Objectives.—: To retrospectively explore the significance of copy number losses at the 14q11.2 T-cell receptor α locus in relation to the presence of a T-cell neoplasm and proportion of T cells by targeted next-generation sequencing.
Design.—: Targeted next-generation sequencing data from 139 tissue biopsies, including T-cell lymphomas, B-cell lymphomas, classic Hodgkin lymphomas, nonhematopoietic malignancies, and normal samples, were reviewed for copy number losses involving the T-cell receptor α gene segments at chr14q11.2.

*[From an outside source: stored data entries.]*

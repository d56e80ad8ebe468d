use crate::integrity::IntegrityMode;

/// Username length bounds (in characters), inclusive on both ends.
/// Defaults follow reddit's historical account-name validator.
#[derive(Clone, Copy, Debug, PartialEq, Eq)]
pub struct UsernamePolicy {
    pub min_len: usize,
    pub max_len: usize,
}

impl Default for UsernamePolicy {
    fn default() -> Self {
        Self { min_len: 3, max_len: 20 }
    }
}

impl UsernamePolicy {
    pub fn new(min_len: usize, max_len: usize) -> Self {
        let min_len = min_len.max(1);
        Self { min_len, max_len: max_len.max(min_len) }
    }
}

/// User-facing options with sensible defaults and builder chaining.
#[derive(Clone, Debug)]
pub struct PrepOptions {
    pub username_policy: UsernamePolicy,
    pub zstd_level: i32,              // level for .zst outputs
    pub verify: Option<IntegrityMode>, // decode-check .zst inputs before processing
    pub file_concurrency: usize,      // batch mode: files processed at once
    pub progress: bool,               // show progress bar
    pub progress_label: Option<String>,

    // IO tuning
    pub read_buffer_bytes: usize,     // BufReader capacity
    pub write_buffer_bytes: usize,    // BufWriter capacity
}

impl Default for PrepOptions {
    fn default() -> Self {
        Self {
            username_policy: UsernamePolicy::default(),
            zstd_level: 3,
            verify: None,
            file_concurrency: 1,
            progress: true,
            progress_label: None,
            read_buffer_bytes: 256 * 1024,
            write_buffer_bytes: 256 * 1024,
        }
    }
}

const ENV_ZSTD_LEVEL: &str = "AUTHORPREP_ZSTD_LEVEL";
const ENV_READ_BUFFER: &str = "AUTHORPREP_READ_BUFFER";
const ENV_WRITE_BUFFER: &str = "AUTHORPREP_WRITE_BUFFER";
const ENV_FILE_CONCURRENCY: &str = "AUTHORPREP_FILE_CONCURRENCY";

fn env_parsed<T: std::str::FromStr>(key: &str) -> Option<T> {
    let raw = std::env::var(key).ok()?;
    match raw.trim().parse::<T>() {
        Ok(v) => Some(v),
        Err(_) => {
            tracing::warn!("ignoring {}={:?}: not a valid number", key, raw);
            None
        }
    }
}

impl PrepOptions {
    pub fn with_username_policy(mut self, policy: UsernamePolicy) -> Self {
        self.username_policy = policy;
        self
    }
    pub fn with_zstd_level(mut self, level: i32) -> Self {
        self.zstd_level = level.clamp(1, 22);
        self
    }
    pub fn with_verify(mut self, mode: Option<IntegrityMode>) -> Self {
        self.verify = mode;
        self
    }
    pub fn with_file_concurrency(mut self, n: usize) -> Self {
        self.file_concurrency = n.max(1);
        self
    }
    pub fn with_progress(mut self, yes: bool) -> Self {
        self.progress = yes;
        self
    }
    pub fn with_progress_label(mut self, label: impl Into<String>) -> Self {
        self.progress_label = Some(label.into());
        self
    }
    pub fn with_io_read_buffer(mut self, bytes: usize) -> Self {
        self.read_buffer_bytes = bytes.max(8 * 1024);
        self
    }
    pub fn with_io_write_buffer(mut self, bytes: usize) -> Self {
        self.write_buffer_bytes = bytes.max(8 * 1024);
        self
    }

    /// Apply `AUTHORPREP_*` environment overrides. Unparsable values are logged and skipped.
    pub fn apply_env(mut self) -> Self {
        if let Some(level) = env_parsed::<i32>(ENV_ZSTD_LEVEL) {
            self = self.with_zstd_level(level);
        }
        if let Some(bytes) = env_parsed::<usize>(ENV_READ_BUFFER) {
            self = self.with_io_read_buffer(bytes);
        }
        if let Some(bytes) = env_parsed::<usize>(ENV_WRITE_BUFFER) {
            self = self.with_io_write_buffer(bytes);
        }
        if let Some(n) = env_parsed::<usize>(ENV_FILE_CONCURRENCY) {
            self = self.with_file_concurrency(n);
        }
        self
    }
}
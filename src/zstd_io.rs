//! Dump I/O: plain or zstd-compressed line streams chosen by file extension, a counting
//! reader for byte progress, atomically promoted outputs, and zstd integrity checks.

use crate::util::{create_with_backoff, open_with_backoff, remove_with_backoff, replace_file_atomic_backoff, tmp_path_for};
use anyhow::{Context, Result};
use std::fs::File;
use std::io::{self, BufRead, BufReader, BufWriter, Read, Write};
use std::path::{Path, PathBuf};
use std::sync::{
    atomic::{AtomicU64, Ordering},
    Arc,
};
use zstd::stream::read::Decoder;
use zstd::stream::write::Encoder;

/// Reddit dumps use long-distance windows; without this, big frames fail with
/// "Frame requires too much memory".
const WINDOW_LOG_MAX: u32 = 31;

/// True when the path ends in `.zst` (case-insensitive).
pub fn is_zst(path: &Path) -> bool {
    path.extension()
        .and_then(|e| e.to_str())
        .map(|e| e.eq_ignore_ascii_case("zst"))
        .unwrap_or(false)
}

/// A `Read` wrapper that counts bytes pulled from the underlying file (compressed bytes
/// for `.zst` inputs).
pub struct CountingReader<R: Read> {
    inner: R,
    counter: Arc<AtomicU64>,
}

impl<R: Read> CountingReader<R> {
    pub fn new(inner: R, counter: Arc<AtomicU64>) -> Self {
        Self { inner, counter }
    }
}

impl<R: Read> Read for CountingReader<R> {
    fn read(&mut self, buf: &mut [u8]) -> io::Result<usize> {
        let n = self.inner.read(buf)?;
        self.counter.fetch_add(n as u64, Ordering::Relaxed);
        Ok(n)
    }
}

/// Open an input file as a buffered line source, decoding zstd when the name ends in
/// `.zst`. `counter` receives the on-disk bytes consumed.
pub fn open_input(path: &Path, read_buf_bytes: usize, counter: Arc<AtomicU64>) -> Result<Box<dyn BufRead + Send>> {
    let file = open_with_backoff(path, 16, 50).with_context(|| format!("open {}", path.display()))?;
    let counted = CountingReader::new(file, counter);
    let cap = read_buf_bytes.max(8 * 1024);
    if is_zst(path) {
        let mut decoder = Decoder::new(counted).with_context(|| format!("zstd decoder for {}", path.display()))?;
        decoder.window_log_max(WINDOW_LOG_MAX)?;
        Ok(Box::new(BufReader::with_capacity(cap, decoder)))
    } else {
        Ok(Box::new(BufReader::with_capacity(cap, counted)))
    }
}

enum Sink {
    Plain(BufWriter<File>),
    Zstd(Encoder<'static, BufWriter<File>>),
}

/// Output file written to a `.tmp` sibling, made visible by `seal` then `promote`. Compressed with
/// zstd when the destination ends in `.zst`. Dropping before `seal` discards the temp.
pub struct OutputFile {
    dest: PathBuf,
    tmp: PathBuf,
    sink: Option<Sink>,
}

impl OutputFile {
    pub fn create(dest: &Path, write_buf_bytes: usize, zstd_level: i32) -> Result<Self> {
        if let Some(parent) = dest.parent() {
            if !parent.as_os_str().is_empty() {
                std::fs::create_dir_all(parent).with_context(|| format!("create dir {}", parent.display()))?;
            }
        }
        let tmp = tmp_path_for(dest);
        let f = create_with_backoff(&tmp, 16, 50).with_context(|| format!("create {}", tmp.display()))?;
        let w = BufWriter::with_capacity(write_buf_bytes.max(8 * 1024), f);
        let sink = if is_zst(dest) {
            Sink::Zstd(Encoder::new(w, zstd_level).with_context(|| format!("zstd encoder for {}", dest.display()))?)
        } else {
            Sink::Plain(w)
        };
        Ok(Self { dest: dest.to_path_buf(), tmp, sink: Some(sink) })
    }

    pub fn path(&self) -> &Path {
        &self.dest
    }

    /// End the zstd frame and flush everything into the temp file without making it
    /// visible. On error the temp file is removed.
    pub fn seal(mut self) -> Result<SealedOutput> {
        let sealed = SealedOutput { dest: self.dest.clone(), tmp: self.tmp.clone(), promoted: false };
        let Some(sink) = self.sink.take() else { return Ok(sealed) };
        let mut w = match sink {
            Sink::Plain(w) => w,
            Sink::Zstd(enc) => enc.finish().with_context(|| format!("finish zstd frame {}", sealed.tmp.display()))?,
        };
        w.flush().with_context(|| format!("flush {}", sealed.tmp.display()))?;
        drop(w);
        Ok(sealed)
    }
}

/// A fully written temp file waiting to be moved onto its destination. Dropping it
/// without `promote` removes the temp.
pub struct SealedOutput {
    dest: PathBuf,
    tmp: PathBuf,
    promoted: bool,
}

impl SealedOutput {
    pub fn path(&self) -> &Path {
        &self.dest
    }

    pub fn promote(mut self) -> Result<()> {
        replace_file_atomic_backoff(&self.tmp, &self.dest)
            .with_context(|| format!("promote {} -> {}", self.tmp.display(), self.dest.display()))?;
        self.promoted = true;
        Ok(())
    }
}

impl Drop for SealedOutput {
    fn drop(&mut self) {
        if !self.promoted {
            if let Err(e) = remove_with_backoff(&self.tmp, 4, 25) {
                tracing::warn!("could not remove unpromoted output {}: {:#}", self.tmp.display(), e);
            }
        }
    }
}

impl Write for OutputFile {
    fn write(&mut self, buf: &[u8]) -> io::Result<usize> {
        match self.sink.as_mut() {
            Some(Sink::Plain(w)) => w.write(buf),
            Some(Sink::Zstd(w)) => w.write(buf),
            None => Err(io::Error::new(io::ErrorKind::Other, "output already sealed")),
        }
    }
    fn flush(&mut self) -> io::Result<()> {
        match self.sink.as_mut() {
            Some(Sink::Plain(w)) => w.flush(),
            Some(Sink::Zstd(w)) => w.flush(),
            None => Ok(()),
        }
    }
}

impl Drop for OutputFile {
    fn drop(&mut self) {
        if self.sink.take().is_some() {
            if let Err(e) = remove_with_backoff(&self.tmp, 4, 25) {
                tracing::warn!("could not remove partial output {}: {:#}", self.tmp.display(), e);
            }
        }
    }
}

// ----------------------------- Integrity checks ----------------------------------

/// QUICK check: decode up to `max_decompressed_bytes` and stop.
pub fn quick_validate_zst(path: &Path, max_decompressed_bytes: u64) -> Result<()> {
    let file = open_with_backoff(path, 16, 50)?;
    let mut decoder = Decoder::new(file)?;
    decoder.window_log_max(WINDOW_LOG_MAX)?;
    let mut limited = decoder.take(max_decompressed_bytes);
    io::copy(&mut limited, &mut io::sink())?;
    Ok(())
}

/// FULL check: decode the entire stream to EOF (validates frame checksums).
pub fn validate_zst_full(path: &Path) -> Result<()> {
    let file = open_with_backoff(path, 16, 50)?;
    let mut decoder = Decoder::new(file)?;
    decoder.window_log_max(WINDOW_LOG_MAX)?;
    io::copy(&mut decoder, &mut io::sink())?;
    Ok(())
}
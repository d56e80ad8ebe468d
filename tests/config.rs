use authorprep::{AuthorPrep, PrepOptions, UsernamePolicy};

#[test]
fn defaults_follow_reddit_account_rules() {
    let opts = PrepOptions::default();
    assert_eq!(opts.username_policy, UsernamePolicy { min_len: 3, max_len: 20 });
    assert_eq!(opts.zstd_level, 3);
    assert_eq!(opts.file_concurrency, 1);
    assert!(opts.verify.is_none());
}

#[test]
fn builders_clamp_out_of_range_values() {
    let opts = PrepOptions::default()
        .with_zstd_level(99)
        .with_file_concurrency(0)
        .with_io_read_buffer(1)
        .with_io_write_buffer(1);
    assert_eq!(opts.zstd_level, 22);
    assert_eq!(opts.file_concurrency, 1);
    assert_eq!(opts.read_buffer_bytes, 8 * 1024);
    assert_eq!(opts.write_buffer_bytes, 8 * 1024);

    assert_eq!(UsernamePolicy::new(0, 0), UsernamePolicy { min_len: 1, max_len: 1 });
    assert_eq!(UsernamePolicy::new(5, 2), UsernamePolicy { min_len: 5, max_len: 5 });
}

/// Env overrides apply when parsable and are skipped otherwise. This is the only test
/// that touches AUTHORPREP_* variables.
#[test]
fn env_overrides() {
    std::env::set_var("AUTHORPREP_ZSTD_LEVEL", "7");
    std::env::set_var("AUTHORPREP_READ_BUFFER", "not-a-number");
    std::env::set_var("AUTHORPREP_FILE_CONCURRENCY", " 4 ");
    let opts = PrepOptions::default().apply_env();
    std::env::remove_var("AUTHORPREP_ZSTD_LEVEL");
    std::env::remove_var("AUTHORPREP_READ_BUFFER");
    std::env::remove_var("AUTHORPREP_FILE_CONCURRENCY");

    assert_eq!(opts.zstd_level, 7);
    assert_eq!(opts.read_buffer_bytes, PrepOptions::default().read_buffer_bytes);
    assert_eq!(opts.file_concurrency, 4);
}

#[test]
fn normalizer_is_built_from_the_options() {
    let prep = AuthorPrep::new().username_policy(UsernamePolicy::new(2, 3));
    let n = prep.normalizer();
    assert!(n.is_valid_username("ab"));
    assert!(!n.is_valid_username("abcd"));
    assert_eq!(prep.options().username_policy, n.policy());
}
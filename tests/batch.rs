#[path = "common/mod.rs"]
mod common;

use authorprep::{discover_author_dumps, dump_stem, plan_jobs, take_colliding_jobs, AuthorPrep, IntegrityMode};
use common::*;
use std::fs;

#[test]
fn dump_stem_recognizes_raw_dumps_only() {
    assert_eq!(dump_stem("RA_78M.csv.zst").as_deref(), Some("RA_78M"));
    assert_eq!(dump_stem("RA_small.csv").as_deref(), Some("RA_small"));
    assert_eq!(dump_stem("RA_78M_processed.csv.zst"), None);
    assert_eq!(dump_stem("RA_78M_rejects.txt.zst"), None);
    assert_eq!(dump_stem("RC_2006-01.zst"), None);
    assert_eq!(dump_stem("notes.txt"), None);
}

#[test]
fn plan_names_outputs_after_the_dump() {
    let base = scratch_dir();
    let input = base.join("Authors").join("RA_78M.csv.zst");
    let jobs = plan_jobs(&base, &[input.clone()], None);
    assert_eq!(jobs.len(), 1);
    assert_eq!(jobs[0].output, base.join("Authors").join("RA_78M_processed.csv.zst"));
    assert_eq!(jobs[0].rejects, base.join("Authors").join("RA_78M_rejects.txt.zst"));

    let out = base.join("staged");
    let jobs = plan_jobs(&base, &[input], Some(&out));
    assert_eq!(jobs[0].output, out.join("Authors").join("RA_78M_processed.csv.zst"));
    assert_eq!(jobs[0].rejects, out.join("Authors").join("RA_78M_rejects.txt.zst"));
}

#[test]
fn same_named_dumps_in_different_dirs_get_distinct_outputs() {
    let base = scratch_dir();
    let a = base.join("2019").join("RA_x.csv.zst");
    let b = base.join("2020").join("RA_x.csv.zst");
    write_zst_lines(&a, &sample_author_lines());
    write_zst_lines(&b, &sample_author_lines()[..1]);
    let out = base.join("staged");

    let report = AuthorPrep::new().progress(false).run_batch(&base, Some(&out)).unwrap();
    assert!(report.failed.is_empty());
    assert_eq!(report.files.len(), 2);
    assert_eq!(decompress_zst_lines(&out.join("2019").join("RA_x_processed.csv.zst")), sample_expected_rows());
    assert_eq!(
        decompress_zst_lines(&out.join("2020").join("RA_x_processed.csv.zst")),
        sample_expected_rows()[..1].to_vec()
    );
}

/// `RA_x.csv` and `RA_x.csv.zst` side by side would both write `RA_x_processed.csv.zst`;
/// neither runs and both are reported, while unrelated dumps still go through.
#[test]
fn colliding_outputs_fail_both_inputs() {
    let base = scratch_dir();
    write_plain_lines(&base.join("RA_x.csv"), &sample_author_lines());
    write_zst_lines(&base.join("RA_x.csv.zst"), &sample_author_lines()[..1]);
    write_zst_lines(&base.join("RA_y.csv.zst"), &sample_author_lines());

    let report = AuthorPrep::new().progress(false).file_concurrency(2).run_batch(&base, None).unwrap();
    assert_eq!(report.files.len(), 1);
    assert_eq!(report.files[0].input.as_deref(), Some(base.join("RA_y.csv.zst").as_path()));
    let failed: Vec<_> = report.failed.iter().map(|f| f.input.clone()).collect();
    assert_eq!(failed, vec![base.join("RA_x.csv"), base.join("RA_x.csv.zst")]);
    assert!(report.failed[0].error.contains("also planned for"));
    assert!(!base.join("RA_x_processed.csv.zst").exists());
}

#[test]
fn take_colliding_jobs_keeps_unique_outputs() {
    let base = scratch_dir();
    let inputs = vec![base.join("RA_a.csv"), base.join("RA_a.csv.zst"), base.join("RA_b.csv")];
    let mut jobs = plan_jobs(&base, &inputs, None);
    let failed = take_colliding_jobs(&mut jobs);
    assert_eq!(jobs.len(), 1);
    assert_eq!(jobs[0].input, base.join("RA_b.csv"));
    assert_eq!(failed.len(), 2);
}

/// Discovery walks subdirectories, ignores unrelated files and our own outputs, and
/// returns paths sorted.
#[test]
fn discovery_skips_outputs_and_unrelated_files() {
    let base = scratch_dir();
    write_zst_lines(&base.join("Authors").join("RA_b.csv.zst"), &sample_author_lines());
    write_plain_lines(&base.join("Authors").join("RA_a.csv"), &sample_author_lines());
    write_zst_lines(&base.join("Authors").join("RA_old_processed.csv.zst"), &sample_expected_rows());
    write_plain_lines(&base.join("notes.txt"), &["hello".to_string()]);

    let found = discover_author_dumps(&base);
    assert_eq!(
        found,
        vec![base.join("Authors").join("RA_a.csv"), base.join("Authors").join("RA_b.csv.zst")]
    );
}

#[test]
fn batch_processes_every_dump_and_is_rerunnable() {
    let base = scratch_dir();
    let authors = base.join("Authors");
    write_zst_lines(&authors.join("RA_one.csv.zst"), &sample_author_lines());
    write_plain_lines(&authors.join("RA_two.csv"), &sample_author_lines()[..2]);

    let prep = AuthorPrep::new().progress(false).file_concurrency(2);
    let report = prep.run_batch(&base, None).unwrap();

    assert!(report.failed.is_empty());
    assert_eq!(report.files.len(), 2);
    assert_eq!(report.totals.lines, 6);
    assert_eq!(report.totals.emitted, 5);
    assert_eq!(report.totals.rejected, 1);
    // Reports keep discovery order regardless of which worker finished first.
    assert_eq!(report.files[0].input.as_deref(), Some(authors.join("RA_one.csv.zst").as_path()));

    assert_eq!(decompress_zst_lines(&authors.join("RA_one_processed.csv.zst")), sample_expected_rows());
    assert_eq!(decompress_zst_lines(&authors.join("RA_two_processed.csv.zst")), sample_expected_rows()[..2].to_vec());
    assert_eq!(
        decompress_zst_bytes(&authors.join("RA_one_rejects.txt.zst")),
        b"not a valid line at all\n".to_vec()
    );

    // Outputs are not picked up as inputs on a second pass.
    let again = prep.run_batch(&base, None).unwrap();
    assert_eq!(again.files.len(), 2);
}

#[test]
fn batch_records_corrupt_dump_and_continues() {
    let base = scratch_dir();
    write_zst_lines(&base.join("RA_good.csv.zst"), &sample_author_lines());
    write_corrupt_zst(&base.join("RA_bad.csv.zst"));
    let out = base.join("out");

    let report = AuthorPrep::new().progress(false).run_batch(&base, Some(&out)).unwrap();
    assert_eq!(report.files.len(), 1);
    assert_eq!(report.failed.len(), 1);
    assert_eq!(report.failed[0].input, base.join("RA_bad.csv.zst"));
    assert!(out.join("RA_good_processed.csv.zst").exists());
    assert!(!out.join("RA_bad_processed.csv.zst").exists());
}

#[test]
fn batch_verify_skips_corrupt_dump_up_front() {
    let base = scratch_dir();
    write_zst_lines(&base.join("RA_good.csv.zst"), &sample_author_lines());
    write_corrupt_zst(&base.join("RA_bad.csv.zst"));

    let report = AuthorPrep::new()
        .progress(false)
        .verify(Some(IntegrityMode::Quick { sample_bytes: 64 * 1024 }))
        .run_batch(&base, None)
        .unwrap();
    assert_eq!(report.files.len(), 1);
    assert_eq!(report.failed.len(), 1);
    assert!(!base.join("RA_bad_processed.csv.zst").exists());
    assert!(!base.join("RA_bad_processed.csv.zst.tmp").exists());
    assert!(fs::metadata(base.join("RA_good_processed.csv.zst")).is_ok());
}

#[test]
fn batch_on_missing_dir_is_an_error() {
    let base = scratch_dir();
    assert!(AuthorPrep::new().progress(false).run_batch(&base.join("nope"), None).is_err());
}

Results.—: We found that biallelic or homozygous deletion of 14q11.2 was found in most (28 of 33, 84.8%) T-cell lymphomas. The magnitude of 14q11.2 loss showed a statistically significant correlation with the proportion of T cells in lymphoma tissue samples. Copy number losses could also be detected in other lymphomas with high numbers of T cells (8 of 32, 25% of B-cell lymphomas, 4 of 4 classical Hodgkin lymphomas), though biallelic/homozygous deletion of 14q11.2 was not significantly observed outside of T-cell lymphomas. Most nonhematopoietic neoplasms and normal tissues (59 of 64, 92.2%) showed no significant copy number losses involving the T-cell receptor α locus at chr14q11.2.
Conclusions.—: Analysis of copy number losses at the T-cell receptor α locus chr14q11.2 with targeted next-generation sequencing can potentially be used to estimate the proportion of T cells and detect T-cell neoplasms.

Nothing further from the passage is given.